* **INFORMATION**:
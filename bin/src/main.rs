use clap::Parser;
use rand::rngs::StdRng;
use rand::SeedableRng;
use rs_wordle_game::*;
use std::io;
use std::path::PathBuf;
use std::process::ExitCode;
use tracing::warn;
use tracing_subscriber::EnvFilter;

/// Play Wordle in the terminal: guess the secret five-letter word in six attempts.
///
/// After each guess, every letter is marked 'G' if it is in the right place, 'Y' if it is
/// somewhere else in the word, or '_' if it is not in the word.
#[derive(Parser, Debug)]
#[command(author, version, about)]
struct Args {
    /// Path to a file that contains the possible secret words, separated by whitespace.
    #[arg(short = 'f', long, default_value = "dictionary.txt")]
    words_file: PathBuf,

    /// Seed for choosing the secret word, for reproducible games.
    #[arg(long)]
    seed: Option<u64>,
}

fn main() -> ExitCode {
    tracing_subscriber::fmt()
        .with_env_filter(
            EnvFilter::try_from_default_env().unwrap_or_else(|_| EnvFilter::new("warn")),
        )
        .with_writer(io::stderr)
        .init();

    let args = Args::parse();

    match run(&args) {
        Ok(_) => ExitCode::SUCCESS,
        Err(err) => {
            eprintln!("Error: {}", err);
            ExitCode::FAILURE
        }
    }
}

fn run(args: &Args) -> Result<GameResult, WordleError> {
    let word_bank = load_word_bank(args)?;

    let secret = match args.seed {
        Some(seed) => choose_secret(&word_bank, &mut RngPicker(StdRng::seed_from_u64(seed)))?,
        None => choose_secret(&word_bank, &mut RngPicker(rand::thread_rng()))?,
    };
    let mut game = Game::new(&secret).map_err(|err| match err {
        WordleError::WordLength(length) => WordleError::InvalidDictionaryWord {
            word: secret.to_string(),
            path: args.words_file.clone(),
            length,
        },
        err => err,
    })?;

    let stdin = io::stdin();
    let mut tokens = TokenReader::new(stdin.lock());
    let stdout = io::stdout();
    let mut out = stdout.lock();
    game.play(&mut tokens, &mut out)
}

/// A missing dictionary is reported and replaced by an empty one, which then fails when the
/// secret is chosen.
fn load_word_bank(args: &Args) -> Result<WordBank, WordleError> {
    match WordBank::from_path(&args.words_file) {
        Ok(word_bank) => Ok(word_bank),
        Err(WordleError::ResourceNotFound { path }) => {
            println!("Error: File not found.");
            warn!(path = %path.display(), "dictionary not found, continuing with no words");
            Ok(WordBank::default())
        }
        Err(err) => Err(err),
    }
}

* **ACTIVITY**: Transcription of all the material must be exact.

* **WRITTEN SOLUTION**:
filename bin/src/main.rs
use clap::Parser;
use rand::rngs::StdRng;
use rand::SeedableRng;
use rs_wordle_game::*;
use std::io;
use std::path::PathBuf;
use std::process::ExitCode;
use tracing::warn;
use tracing_subscriber::EnvFilter;

/// Play Wordle in the terminal: guess the secret five-letter word in six attempts.
///
/// After each guess, every letter is marked 'G' if it is in the right place, 'Y' if it is
/// somewhere else in the word, or '_' if it is not in the word.
#[derive(Parser, Debug)]
#[command(author, version, about)]
struct Args {
    /// Path to a file that contains the possible secret words, separated by whitespace.
    #[arg(short = 'f', long, default_value = "dictionary.txt")]
    words_file: PathBuf,

    /// Seed for choosing the secret word, for reproducible games.
    #[arg(long)]
    seed: Option<u64>,
}

fn main() -> ExitCode {
    tracing_subscriber::fmt()
        .with_env_filter(
            EnvFilter::try_from_default_env().unwrap_or_else(|_| EnvFilter::new("warn")),
        )
        .with_writer(io::stderr)
        .init();

    let args = Args::parse();

    match run(&args) {
        Ok(_) => ExitCode::SUCCESS,
        Err(err) => {
            eprintln!("Error: {}", err);
            ExitCode::FAILURE
        }
    }
}

fn run(args: &Args) -> Result<GameResult, WordleError> {
    let word_bank = load_word_bank(args)?;

    let secret = match args.seed {
        Some(seed) => choose_secret(&word_bank, &mut RngPicker(StdRng::seed_from_u64(seed)))?,
        None => choose_secret(&word_bank, &mut RngPicker(rand::thread_rng()))?,
    };
    let mut game = Game::new(&secret).map_err(|err| match err {
        WordleError::WordLength(length) => WordleError::InvalidDictionaryWord {
            word: secret.to_string(),
            path: args.words_file.clone(),
            length,
        },
        err => err,
    })?;

    let stdin = io::stdin();
    let mut tokens = TokenReader::new(stdin.lock());
    let stdout = io::stdout();
    let mut out = stdout.lock();
    game.play(&mut tokens, &mut out)
}

/// A missing dictionary is reported and replaced by an empty one, which then fails when the
/// secret is chosen.
fn load_word_bank(args: &Args) -> Result<WordBank, WordleError> {
    match WordBank::from_path(&args.words_file) {
        Ok(word_bank) => Ok(word_bank),
        Err(WordleError::ResourceNotFound { path }) => {
            println!("Error: File not found.");
            warn!(path = %path.display(), "dictionary not found, continuing with no words");
            Ok(WordBank::default())
        }
        Err(err) => Err(err),
    }
}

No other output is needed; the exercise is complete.